Interactions between molecules (subfactors) released by different T cell sets that yield a complete factor with biological (suppressive) activity.

Abstract

Mouse T cells immunized to express optimal levels of contact hypersensitivity upon adoptive transfer to normal animals can be inhibited from doing so by incubating them with an antigen-specific T suppressor factor. This factor is composed of at least 2 subunits which come from cells expressing different Ly phenotypes; an antigen-specific antigen-binding subfactor is made by an Ly-1 cell and a non-antigen-binding one is made by an Ly-2 cell. Neither of these cells nor their products express detectable amounts of major histocompatibility gene products. The mode of immunization plays an important role in determining which of these subfactors will be produced. Painting the skin with a reactive hapten immunizes Ly-1 cells that secrete antigen-binding material, whereas i.v. injection of trinitrobenzenesulfonic acid activates Ly-2 cells to produce a 2nd subunit that does not see antigen.
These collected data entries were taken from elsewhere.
#[allow(dead_code)]
mod common;

use std::fs::File;
use std::sync::{Arc, Mutex};

use gridstitch_core::align::{Degradation, ShiftSource};
use gridstitch_core::error::{ErrorKind, StitchError};
use gridstitch_core::io::raw::RawHeader;
use gridstitch_core::io::{DiskTileSource, ExportFormat, RawExporter};
use gridstitch_core::pipeline::config::StitchConfig;
use gridstitch_core::pipeline::{
    prepare_stitch, run_stitch, run_stitch_reported, NoOpReporter, ProgressReporter,
    StitchStage,
};
use gridstitch_core::tile::Shift;
use tiff::decoder::{Decoder, DecodingResult};

/// 2x2 acquisition of constant 100x100 tiles with no stage overlap; tile
/// `(i, j)` holds `1000 * (2i + j + 1)`.
fn constant_acquisition(rows_reversed: bool) -> common::Acquisition {
    let acq = common::Acquisition::new(100, 100);
    for i in 0..2 {
        for j in 0..2 {
            let value = 1000 * (2 * i + j + 1) as u16;
            acq.write_tile(
                &format!("A1_{i}_{j}_0_BF_LED_matrix_full.tiff"),
                &common::constant_tile(100, 100, value),
            );
        }
    }
    acq.write_coordinates(2, 2, rows_reversed, false);
    acq
}

fn read_u16_page(path: &std::path::Path) -> Vec<u16> {
    let mut decoder = Decoder::new(File::open(path).unwrap()).unwrap();
    assert_eq!(decoder.dimensions().unwrap(), (200, 200));
    match decoder.read_image().unwrap() {
        DecodingResult::U16(data) => data,
        other => panic!("expected 16-bit samples, got {:?}", std::mem::discriminant(&other)),
    }
}

#[derive(Default)]
struct RecordingReporter {
    stages: Mutex<Vec<StitchStage>>,
}

impl ProgressReporter for RecordingReporter {
    fn begin_stage(&self, stage: StitchStage, _total_items: Option<usize>) {
        self.stages.lock().unwrap().push(stage);
    }
}

#[test]
fn test_end_to_end_zero_overlap() {
    let acq = constant_acquisition(false);
    let report = run_stitch(&StitchConfig::new(acq.input())).unwrap();

    assert_eq!(report.plan.shape.tczyx(), [1, 1, 1, 200, 200]);
    assert_eq!(report.overlap.shifts().vertical, Shift::ZERO);
    assert_eq!(report.overlap.shifts().horizontal, Shift::ZERO);
    assert_eq!(
        report.overlap.vertical.source,
        ShiftSource::Defaulted(Degradation::ZeroOverlap)
    );
    assert!(!report.memory_mapped);
    assert!(!report.flatfield_applied);

    let dir_name = acq.input().file_name().unwrap().to_str().unwrap().to_string();
    assert_eq!(
        report.output,
        acq.input()
            .join("stitched")
            .join(format!("{dir_name}_stitched.ome.tiff"))
    );

    let data = read_u16_page(&report.output);
    assert_eq!(data[50 * 200 + 50], 1000);
    assert_eq!(data[50 * 200 + 150], 2000);
    assert_eq!(data[150 * 200 + 50], 3000);
    assert_eq!(data[150 * 200 + 150], 4000);
}

#[test]
fn test_end_to_end_reversed_rows() {
    let acq = constant_acquisition(true);
    let report = run_stitch(&StitchConfig::new(acq.input())).unwrap();
    assert!(report.orientation.rows_reversed);
    assert!(!report.orientation.cols_reversed);

    let data = read_u16_page(&report.output);
    assert_eq!(data[150 * 200 + 50], 1000);
    assert_eq!(data[50 * 200 + 50], 3000);
}

#[test]
fn test_end_to_end_raw_with_flatfield() {
    let acq = constant_acquisition(false);
    let mut config = StitchConfig::new(acq.input());
    config.format = ExportFormat::Raw;
    config.output_name = Some("plate".into());
    config.flatfield.enabled = true;
    config.flatfield.seed = Some(5);

    let reporter = Arc::new(RecordingReporter::default());
    let report = run_stitch_reported(&config, reporter.clone()).unwrap();
    assert!(report.flatfield_applied);
    assert_eq!(report.output.file_name().unwrap(), "plate.raw");
    assert_eq!(
        *reporter.stages.lock().unwrap(),
        vec![
            StitchStage::Indexing,
            StitchStage::Registration,
            StitchStage::Flatfield,
            StitchStage::Compositing,
            StitchStage::Exporting,
        ]
    );

    let sidecar = RawExporter::sidecar_path(&report.output);
    let header: RawHeader =
        serde_json::from_str(&std::fs::read_to_string(sidecar).unwrap()).unwrap();
    assert_eq!(header.shape, [1, 1, 1, 200, 200]);
    assert_eq!(header.metadata.channel_names, vec!["BF_LED_matrix_full"]);
    assert_eq!(header.metadata.physical_size_z_um, Some(1.5));
    let xy = header.metadata.physical_size_xy_um.unwrap();
    assert!((xy - common::PIXEL_SIZE_UM).abs() < 1e-12);
    assert_eq!(
        std::fs::metadata(&report.output).unwrap().len(),
        200 * 200 * 2
    );
}

#[test]
fn test_prepare_reads_modes_and_plan() {
    let acq = constant_acquisition(false);
    let prepared = prepare_stitch(
        &StitchConfig::new(acq.input()),
        &DiskTileSource,
        &NoOpReporter,
    )
    .unwrap();
    assert_eq!(prepared.modes.len(), 1);
    assert_eq!(prepared.modes[0].name.as_deref(), Some("BF LED matrix full"));
    assert_eq!(prepared.grid.len(), 4);
    assert_eq!(prepared.plan.shape.tczyx(), [1, 1, 1, 200, 200]);
    assert!(!acq.input().join("stitched").exists());
}

#[test]
fn test_missing_reference_fails_before_output() {
    let acq = constant_acquisition(false);
    std::fs::remove_file(acq.image_dir().join("A1_0_0_0_BF_LED_matrix_full.tiff")).unwrap();

    let err = run_stitch(&StitchConfig::new(acq.input())).unwrap_err();
    assert_eq!(err.kind(), ErrorKind::Data);
    assert!(matches!(
        err,
        StitchError::MissingReferenceTile { row: 0, col: 0, z: 0, .. }
    ));
    assert_eq!(
        err.to_string(),
        "No input file found for c:BF_LED_matrix_full k:0 j:0 i:0"
    );
    assert!(!acq.input().join("stitched").exists());
}

#[test]
fn test_mixed_bit_depth_tiles_fail_loudly() {
    let acq = constant_acquisition(false);
    // The first tile fixes the grid at 16 bits.
    acq.write_tile_u8(
        "A1_1_1_0_BF_LED_matrix_full.tiff",
        &ndarray::Array2::from_elem((100, 100), 100u8),
    );

    let err = run_stitch(&StitchConfig::new(acq.input())).unwrap_err();
    assert_eq!(err.kind(), ErrorKind::Data);
    assert!(err.to_string().contains("A1_1_1_0_BF_LED_matrix_full.tiff"));
    assert!(matches!(err, StitchError::SampleTypeMismatch { .. }));
}

#[test]
fn test_missing_image_directory_is_config_error() {
    let dir = tempfile::TempDir::new().unwrap();
    let err = run_stitch(&StitchConfig::new(dir.path())).unwrap_err();
    assert_eq!(err.kind(), ErrorKind::Config);
}

#[test]
fn test_missing_parameters_is_config_error() {
    let acq = constant_acquisition(false);
    std::fs::remove_file(acq.input().join("acquisition parameters.json")).unwrap();
    let err = run_stitch(&StitchConfig::new(acq.input())).unwrap_err();
    assert_eq!(err.kind(), ErrorKind::Config);
}

#[test]
fn test_malformed_parameters_is_config_error() {
    let acq = constant_acquisition(false);
    std::fs::write(acq.input().join("acquisition parameters.json"), "{ \"dx(mm)\": ").unwrap();
    let err = run_stitch(&StitchConfig::new(acq.input())).unwrap_err();
    assert!(matches!(err, StitchError::Json { .. }));
}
The molecule that does not binding to antigen may have some antigen specificity. The antigen specificity probably stems from an interaction of the 2 subunits described with yet another subunit, and biological activity is dependent upon 3 macromolecules. The complex level of cellular interactions that regulate immunity may also be reflected in a similar type of complexity in the interactions between their biologically active cell-free products.